◆ **Exercise inputs**

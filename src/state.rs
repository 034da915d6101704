//! State transitions for the calculator.
//!
//! One pure reducer per UI operation: each takes the caller's current state
//! by reference and returns the next state, so the presentation layer owns
//! the single mutable copy and the engine stays stateless. Raw input text is
//! parsed here with a retain-last-valid fallback so NaN never reaches the
//! math in [`crate::convert`].

use crate::catalog::{find_preset, first_in_series};
use crate::convert::{
    compute_inches, compute_pixels, compute_preview_box, compute_scaled, resolve_dpi,
    PREVIEW_LONG_SIDE, PREVIEW_SHORT_SIDE,
};
use crate::schema::{
    Action, Axis, CalculatorState, ConvertError, DerivedOutput, Series,
};

/// Parses numeric input text. `None` for anything that is not a finite
/// number, including "NaN"/"inf" spellings, so callers keep the prior value.
fn parse_finite(raw: &str) -> Option<f64> {
    raw.trim().parse::<f64>().ok().filter(|v| v.is_finite())
}

/// Adopts a catalog preset: width, height, preset id, and series all change
/// together, or not at all when the id is unknown.
pub fn select_preset(
    state: &CalculatorState,
    preset_id: &str,
) -> Result<CalculatorState, ConvertError> {
    let preset =
        find_preset(preset_id).ok_or_else(|| ConvertError::UnknownPreset(preset_id.into()))?;

    let mut next = state.clone();
    next.dimensions.width_mm = preset.width_mm;
    next.dimensions.height_mm = preset.height_mm;
    next.dimensions.active_preset_id = Some(preset.id.into());
    next.dimensions.series = Series::of(preset.id);
    Ok(next)
}

/// Switches the visible series. If the active preset already belongs to the
/// new series only the filter changes; otherwise the selection snaps to the
/// first catalog entry of that series.
pub fn switch_series(state: &CalculatorState, series: Series) -> CalculatorState {
    let mut next = state.clone();
    next.dimensions.series = series;

    let already_in_series = state
        .dimensions
        .active_preset_id
        .as_deref()
        .is_some_and(|id| Series::of(id) == series);
    if !already_in_series {
        let preset = first_in_series(series);
        next.dimensions.width_mm = preset.width_mm;
        next.dimensions.height_mm = preset.height_mm;
        next.dimensions.active_preset_id = Some(preset.id.into());
    }
    next
}

/// Overwrites one dimension from raw input text; the other axis is left
/// alone. Unparseable text keeps the prior value. The active preset id is
/// deliberately not cleared even when the pair no longer matches it.
pub fn set_manual_dimension(
    state: &CalculatorState,
    axis: Axis,
    raw_value: &str,
) -> CalculatorState {
    let mut next = state.clone();
    if let Some(value) = parse_finite(raw_value) {
        match axis {
            Axis::Width => next.dimensions.width_mm = value,
            Axis::Height => next.dimensions.height_mm = value,
        }
    }
    next
}

/// Exchanges width and height exactly. Preset id and series are untouched,
/// even though the swapped pair may no longer match the preset's declared
/// orientation. Applying this twice restores the original pair.
pub fn swap_orientation(state: &CalculatorState) -> CalculatorState {
    let mut next = state.clone();
    next.dimensions.width_mm = state.dimensions.height_mm;
    next.dimensions.height_mm = state.dimensions.width_mm;
    next
}

/// Stores raw DPI input. Unparseable text keeps the prior value; parseable
/// but non-positive values are stored as-is and resolved to the default at
/// computation time (see [`resolve_dpi`]).
pub fn set_dpi(state: &CalculatorState, raw_value: &str) -> CalculatorState {
    let mut next = state.clone();
    if let Some(dpi) = parse_finite(raw_value) {
        next.render.dpi = dpi;
    }
    next
}

/// Stores the export multiplier. Unparseable text keeps the prior value.
pub fn set_multiplier(state: &CalculatorState, raw_value: &str) -> CalculatorState {
    let mut next = state.clone();
    if let Some(multiplier) = parse_finite(raw_value) {
        next.render.multiplier = multiplier;
    }
    next
}

/// Applies a UI action to the state.
///
/// Series strings that parse to neither "A" nor "B" and unknown preset ids
/// are errors; everything else degrades to retain-prior semantics inside
/// the individual reducers.
pub fn apply(state: &CalculatorState, action: &Action) -> Result<CalculatorState, ConvertError> {
    match action {
        Action::SelectPreset(id) => select_preset(state, id),
        Action::SwitchSeries(raw) => {
            let series = Series::parse(raw)
                .ok_or_else(|| ConvertError::BadAction(format!("unknown series: {raw}")))?;
            Ok(switch_series(state, series))
        }
        Action::SetWidth(raw) => Ok(set_manual_dimension(state, Axis::Width, raw)),
        Action::SetHeight(raw) => Ok(set_manual_dimension(state, Axis::Height, raw)),
        Action::SetDpi(raw) => Ok(set_dpi(state, raw)),
        Action::SetMultiplier(raw) => Ok(set_multiplier(state, raw)),
        Action::SwapOrientation => Ok(swap_orientation(state)),
    }
}

/// Computes the full derived output for a state. Recomputed on every call;
/// nothing is cached.
pub fn derive(state: &CalculatorState) -> DerivedOutput {
    let width_mm = state.dimensions.width_mm;
    let height_mm = state.dimensions.height_mm;
    let dpi = resolve_dpi(state.render.dpi);

    let (width_px, height_px) = compute_pixels(width_mm, height_mm, dpi);
    let (scaled_width_px, scaled_height_px) =
        compute_scaled(width_px, height_px, state.render.multiplier);
    let (width_inch, height_inch) = compute_inches(width_mm, height_mm);
    let (preview_width, preview_height) =
        compute_preview_box(width_mm, height_mm, PREVIEW_LONG_SIDE, PREVIEW_SHORT_SIDE);

    DerivedOutput {
        width_px,
        height_px,
        scaled_width_px,
        scaled_height_px,
        width_inch,
        height_inch,
        preview_width,
        preview_height,
    }
}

◆ **Task to complete**
Determine the number of lines in the entries above where the string "filter" appears. Answer with the number alone.

◆ **Answer area**
2